Cela n'est pas seulement néfaste en soi-même, mais retardera davantage
encore le projet vital d'élargissement. La France, l'Allemagne,
l'Espagne et d'autres Etats bénéficiaires de la Politique Agricole
Commune reculent déjà devant les futures reformes nécessaires pour
permettre à un pays agricole comme la Pologne de rejoindre à l'UE.
Le Traité d'Amsterdam, actuellement en cours de ratification dans
15 pays ne prévoit pas les changements institutionnels nécessaires
pour permettre à une communauté de 20 de continuer à fonctionner.
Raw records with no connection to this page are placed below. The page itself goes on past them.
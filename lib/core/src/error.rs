use thiserror::Error;

pub type Result<T> = std::result::Result<T, Error>;

#[derive(Error, Debug)]
pub enum Error {
    #[error("Invalid round limit: {round_limit} (must be > 0 and < {n_records} records)")]
    InvalidRoundLimit { round_limit: usize, n_records: usize },

    #[error("Invalid cluster count: requested {requested}, but dataset has {n_records} records")]
    InvalidClusterCount { requested: usize, n_records: usize },

    #[error("Invalid configuration: {0}")]
    InvalidConfig(String),

    #[error("Cluster {index} has no records; cannot compute its centroid")]
    EmptyCluster { index: usize },

    #[error("Clustering cancelled before round {round}")]
    Cancelled { round: usize },

    #[error("Unknown clustering algorithm: {0}")]
    UnknownAlgorithm(String),

    #[error("Unknown distance metric: {0}")]
    UnknownMetric(String),

    #[error("Parse error: {0}")]
    Parse(String),

    #[error("IO error: {0}")]
    Io(#[from] std::io::Error),

    #[error("Serialization error: {0}")]
    Serialization(String),

    #[error("Worker error: {0}")]
    Worker(String),
}

impl Error {
    /// True for errors caused by out-of-range or missing configuration,
    /// which a caller can fix by asking for new settings.
    pub fn is_config_error(&self) -> bool {
        matches!(
            self,
            Error::InvalidRoundLimit { .. }
                | Error::InvalidClusterCount { .. }
                | Error::InvalidConfig(_)
                | Error::UnknownAlgorithm(_)
                | Error::UnknownMetric(_)
        )
    }
}
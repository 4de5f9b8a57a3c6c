//! Mean normalization of numeric features
//!
//! Every numeric feature is rescaled independently to
//! `(value - mean) / (max - min)` so features with large magnitudes do not
//! dominate distance computations. Categorical features and the original
//! numeric snapshot of each record are left as they are.
//!
//! A feature that is constant across the dataset has a zero range and
//! normalizes to NaN. The value is propagated unchanged; a warning is logged
//! so the caller can decide what to do about it.

use crate::Record;
use serde::{Deserialize, Serialize};
use tracing::{debug, warn};

/// Statistics of one numeric feature across a dataset
#[derive(Debug, Clone, Copy, PartialEq, Serialize, Deserialize)]
pub struct FeatureStats {
    pub min: f64,
    pub max: f64,
    pub mean: f64,
}

impl FeatureStats {
    #[inline]
    pub fn range(&self) -> f64 {
        self.max - self.min
    }

    /// Scale a single value with these statistics.
    #[inline]
    pub fn apply(&self, value: f64) -> f64 {
        (value - self.mean) / self.range()
    }
}

/// Per-feature mean normalizer
#[derive(Debug, Clone, Copy, Default)]
pub struct MeanNormalizer;

impl MeanNormalizer {
    pub fn new() -> Self {
        Self
    }

    /// Compute min, max and mean of every numeric feature.
    ///
    /// The feature count is taken from the first record; every record is
    /// expected to share it.
    pub fn feature_stats(&self, records: &[Record]) -> Vec<FeatureStats> {
        let Some(first) = records.first() else {
            return Vec::new();
        };

        (0..first.num_numeric())
            .map(|feature| {
                let mut min = first.numeric_at(feature);
                let mut max = min;
                let mut sum = 0.0;

                for record in records {
                    let value = record.numeric_at(feature);
                    sum += value;
                    if value < min {
                        min = value;
                    }
                    if value > max {
                        max = value;
                    }
                }

                FeatureStats {
                    min,
                    max,
                    mean: sum / records.len() as f64,
                }
            })
            .collect()
    }

    /// Normalize all numeric features in place and hand the dataset back.
    pub fn normalize(&self, records: Vec<Record>) -> Vec<Record> {
        self.normalize_with_stats(records).0
    }

    /// Like [`normalize`](Self::normalize), also returning the statistics
    /// the values were scaled with.
    pub fn normalize_with_stats(&self, mut records: Vec<Record>) -> (Vec<Record>, Vec<FeatureStats>) {
        let stats = self.feature_stats(&records);

        for (feature, stat) in stats.iter().enumerate() {
            if stat.range() == 0.0 {
                warn!(
                    feature,
                    value = stat.min,
                    "numeric feature is constant; normalized values will not be finite"
                );
            }
            for record in records.iter_mut() {
                let scaled = stat.apply(record.numeric_at(feature));
                record.set_numeric(feature, scaled);
            }
        }

        debug!(records = records.len(), features = stats.len(), "normalized dataset");
        (records, stats)
    }
}
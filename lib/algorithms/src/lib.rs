//! # ClusterX Algorithms
//!
//! Clustering strategies for mixed numeric/categorical records.
//!
//! ## Algorithms
//!
//! ### Agglomerative
//!
//! Bottom-up hierarchical clustering with single linkage. Every record starts
//! alone; each round merges the two closest clusters. The round limit is the
//! only stopping rule, so `n` records and `r` rounds always give `n - r`
//! clusters.
//!
//! ### K-means
//!
//! Random initial centroids taken from the data, then alternating
//! assignment and mean updates until no centroid moves or the round budget
//! is spent. Seedable for reproducible runs.
//!
//! ## Running
//!
//! Algorithms can be used directly, or selected by name through
//! [`AlgorithmRegistry`] and wrapped in a [`ClusteringPipeline`] that
//! normalizes first. [`ClusteringWorker`] runs pipelines on a background
//! thread with cancellation.
//!
//! ```rust
//! use clusterx_algorithms::{Agglomerative, ClusterAlgorithm};
//! use clusterx_core::{into_shared, Record};
//! use clusterx_similarity::EuclideanDistance;
//!
//! let records = into_shared(vec![
//!     Record::numeric_only(vec![2.0]),
//!     Record::numeric_only(vec![4.0]),
//!     Record::numeric_only(vec![10.0]),
//! ]);
//!
//! let clusters = Agglomerative::new(2).cluster(&records, &EuclideanDistance).unwrap();
//! assert_eq!(clusters.len(), 1);
//!
//! let order: Vec<f64> = clusters[0].iter().map(|r| r.numeric_at(0)).collect();
//! assert_eq!(order, vec![2.0, 4.0, 10.0]);
//! ```

pub mod agglomerative;
pub mod config;
pub mod kmeans;
pub mod pipeline;
pub mod registry;
mod traits;
pub mod worker;

pub use agglomerative::{Agglomerative, AgglomerativeFit, LinkageSearch, Merge, MergeCandidate};
pub use config::{AlgorithmParams, RunConfig};
pub use kmeans::{KMeans, KMeansFit};
pub use pipeline::{ClusteringOutcome, ClusteringPipeline};
pub use registry::{AlgorithmFactory, AlgorithmRegistry};
pub use traits::ClusterAlgorithm;
pub use worker::{ClusteringWorker, JobHandle, JobId};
Toutes ces reformes préparatoires essentielles, qui auraient dû
être engagées dès 1989, progressent à une allure d'escargot.
En vérité, nos dirigeants ont établi de fausses priorités à Maastricht.
Pendant 40 ans nous avons vécu dans une maison divisée. Dans la
partie occidentale, nous avons rénové, embelli, tiré de nouvelles
lignes, alors que la partie orientale était en train de s'écrouler.
Puis le mur tomba. Que firent alors nos dirigeants immédiatement?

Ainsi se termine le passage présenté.